**** INFORMATION SUPPLIED

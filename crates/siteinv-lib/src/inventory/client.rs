//! HTTP client for the site inventory

use super::{paths, URI_LIST};
use crate::error::{classify_status, InventoryError, Target};
use crate::models::{
    HalCollection, OrchestratorEntry, OrchestratorRecord, SiteRecord, Subscription, SubscriptionRecord,
    SubscriptionRequest, VimAccount, VimAccountRecord,
};
use reqwest::{header, Client, RequestBuilder, Response};
use serde::de::DeserializeOwned;
use std::time::Duration;
use tracing::{debug, info};
use url::Url;

type Result<T> = std::result::Result<T, InventoryError>;

/// Connection settings for the inventory service
#[derive(Debug, Clone)]
pub struct InventoryConfig {
    /// Inventory host name (default: localhost)
    pub host: String,
    /// Inventory port (default: 8087)
    pub port: u16,
    /// Per-request timeout, the only bound on a hung call
    pub request_timeout: Duration,
}

impl Default for InventoryConfig {
    fn default() -> Self {
        Self {
            host: "localhost".to_string(),
            port: 8087,
            request_timeout: Duration::from_secs(30),
        }
    }
}

impl InventoryConfig {
    pub fn base_url(&self) -> String {
        format!("http://{}:{}/", self.host, self.port)
    }
}

/// Typed wrapper over the inventory REST API
#[derive(Debug, Clone)]
pub struct InventoryClient {
    client: Client,
    base_url: Url,
}

impl InventoryClient {
    /// Create a client for the configured host and port
    pub fn new(config: &InventoryConfig) -> Result<Self> {
        Self::with_base_url(&config.base_url(), config.request_timeout)
    }

    /// Create a client rooted at an explicit base URL
    pub fn with_base_url(base_url: &str, request_timeout: Duration) -> Result<Self> {
        let client = Client::builder().timeout(request_timeout).build()?;

        let mut base_url = Url::parse(base_url)?;
        // Url::join drops the last segment unless the base ends with a slash
        if !base_url.path().ends_with('/') {
            let path = format!("{}/", base_url.path());
            base_url.set_path(&path);
        }

        Ok(Self { client, base_url })
    }

    pub fn base_url(&self) -> &Url {
        &self.base_url
    }

    /// URI of an orchestrator resource, as written into association bodies
    pub fn orchestrator_uri(&self, nfvo_id: i64) -> String {
        format!("{}{}/{}", self.base_url, paths::NFV_ORCHESTRATORS, nfvo_id)
    }

    fn endpoint(&self, path: &str) -> Result<Url> {
        Ok(self.base_url.join(path)?)
    }

    /// Send a request and check its status. All calls funnel through here.
    async fn send(&self, request: RequestBuilder, target: Target) -> Result<Response> {
        let response = request.send().await?;
        let status = response.status();

        debug!(url = %response.url(), status = %status, "Site inventory response");

        if status.is_success() {
            return Ok(response);
        }

        let body = response.text().await.unwrap_or_default();
        Err(classify_status(status, &body, target))
    }

    async fn decode<T: DeserializeOwned>(response: Response) -> Result<T> {
        let status = response.status();
        let bytes = response.bytes().await?;
        serde_json::from_slice(&bytes)
            .map_err(|e| InventoryError::service(format!("invalid response body (HTTP {status}): {e}")))
    }

    async fn get_json<T: DeserializeOwned>(&self, url: Url, target: Target) -> Result<T> {
        let response = self.send(self.client.get(url), target).await?;
        Self::decode(response).await
    }

    /// Associate a freshly created resource with its owning orchestrator
    async fn link_to_orchestrator(
        &self,
        link_ref: &str,
        orchestrator_ref: &str,
        target: Target,
    ) -> Result<()> {
        let url = Url::parse(link_ref)?;
        let request = self
            .client
            .put(url)
            .header(header::CONTENT_TYPE, URI_LIST)
            .body(orchestrator_ref.to_string());
        self.send(request, target).await?;
        Ok(())
    }

    /// Orchestrators of the given type, matched case-insensitively.
    ///
    /// Entries are decoded one by one, so a single malformed record comes
    /// back as an `Err` entry instead of failing the whole collection.
    pub async fn find_orchestrators_by_type(&self, kind: &str) -> Result<Vec<OrchestratorEntry>> {
        let mut url = self.endpoint(paths::FIND_ORCHESTRATORS_BY_TYPE)?;
        url.query_pairs_mut().append_pair("type", kind);

        let collection: HalCollection<serde_json::Value> =
            self.get_json(url, Target::Inventory).await?;
        Ok(collection
            .into_items(paths::NFV_ORCHESTRATORS)
            .into_iter()
            .map(OrchestratorRecord::from_value)
            .collect())
    }

    pub async fn list_orchestrators(&self) -> Result<Vec<OrchestratorRecord>> {
        let url = self.endpoint(paths::NFV_ORCHESTRATORS)?;
        let collection: HalCollection<OrchestratorRecord> =
            self.get_json(url, Target::Inventory).await?;
        Ok(collection.into_items(paths::NFV_ORCHESTRATORS))
    }

    pub async fn get_orchestrator(&self, nfvo_id: i64) -> Result<OrchestratorRecord> {
        let url = self.endpoint(&format!("{}/{}", paths::NFV_ORCHESTRATORS, nfvo_id))?;
        self.get_json(url, Target::Orchestrator(nfvo_id)).await
    }

    /// Follow a `site` hypermedia link
    pub async fn get_site(&self, href: &str) -> Result<SiteRecord> {
        let url = Url::parse(href)?;
        self.get_json(url, Target::Inventory).await
    }

    /// Presence check on the VIM's native identifier
    pub async fn find_vim_by_native_id(&self, native_id: &str) -> Result<Option<VimAccountRecord>> {
        let mut url = self.endpoint(paths::FIND_VIM_BY_NFVO_ID)?;
        url.query_pairs_mut().append_pair("uuid", native_id);

        let collection: HalCollection<VimAccountRecord> =
            self.get_json(url, Target::Inventory).await?;
        Ok(collection.into_items(paths::VIM_ACCOUNTS).into_iter().next())
    }

    /// Create a VIM account; the returned record carries its association link
    pub async fn create_vim(&self, vim: &VimAccount) -> Result<VimAccountRecord> {
        let url = self.endpoint(paths::VIM_ACCOUNTS)?;
        let response = self
            .send(self.client.post(url).json(vim), Target::Inventory)
            .await?;
        let created: VimAccountRecord = Self::decode(response).await?;

        info!(
            vim_account_nfvo_id = %created.vim_account_nfvo_id,
            "Created new vimAccount"
        );
        Ok(created)
    }

    pub async fn link_vim_to_orchestrator(&self, link_ref: &str, orchestrator_ref: &str) -> Result<()> {
        self.link_to_orchestrator(link_ref, orchestrator_ref, Target::Inventory)
            .await?;
        info!(orchestrator = %orchestrator_ref, "Associated vimAccount to orchestrator");
        Ok(())
    }

    pub async fn list_subscriptions(&self, nfvo_id: i64) -> Result<Vec<Subscription>> {
        let url = self.endpoint(&format!(
            "{}/{}/{}",
            paths::NFV_ORCHESTRATORS,
            nfvo_id,
            paths::SUBSCRIPTIONS
        ))?;
        let collection: HalCollection<Subscription> = self.get_json(url, Target::Inventory).await?;
        Ok(collection.into_items(paths::SUBSCRIPTIONS))
    }

    /// Create a subscription and link it to its orchestrator.
    ///
    /// A 400 from either step is reported as `BadRequest`. A failed link step
    /// leaves the created subscription in place.
    pub async fn create_subscription(
        &self,
        nfvo_id: i64,
        body: &SubscriptionRequest,
    ) -> Result<Subscription> {
        let url = self.endpoint(paths::SUBSCRIPTIONS)?;
        let response = self
            .send(self.client.post(url).json(body), Target::SubscriptionCreate)
            .await?;
        let created: SubscriptionRecord = Self::decode(response).await?;

        self.link_to_orchestrator(
            &created.links.nfv_orchestrators.href,
            &self.orchestrator_uri(nfvo_id),
            Target::SubscriptionCreate,
        )
        .await?;

        info!(
            nfvo_id = nfvo_id,
            subscription_id = created.subscription.id,
            "Created subscription"
        );
        Ok(created.subscription)
    }

    pub async fn get_subscription(&self, nfvo_id: i64, subscription_id: i64) -> Result<Subscription> {
        let url = self.endpoint(&format!(
            "{}/{}/{}/{}",
            paths::NFV_ORCHESTRATORS,
            nfvo_id,
            paths::SUBSCRIPTIONS,
            subscription_id
        ))?;
        self.get_json(url, Target::Subscription(subscription_id)).await
    }

    pub async fn delete_subscription(&self, subscription_id: i64) -> Result<()> {
        let url = self.endpoint(&format!("{}/{}", paths::SUBSCRIPTIONS, subscription_id))?;
        self.send(self.client.delete(url), Target::Subscription(subscription_id))
            .await?;
        info!(subscription_id = subscription_id, "Deleted subscription");
        Ok(())
    }
}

********

EXERCISE INSTRUCTIONS: Lines containing the word "VimAccountRecord": copy each of them from the material.

ANSWER FOR THE TASK:
    SubscriptionRequest, VimAccount, VimAccountRecord,
    pub async fn find_vim_by_native_id(&self, native_id: &str) -> Result<Option<VimAccountRecord>> {
        let collection: HalCollection<VimAccountRecord> =
    pub async fn create_vim(&self, vim: &VimAccount) -> Result<VimAccountRecord> {
        let created: VimAccountRecord = Self::decode(response).await?;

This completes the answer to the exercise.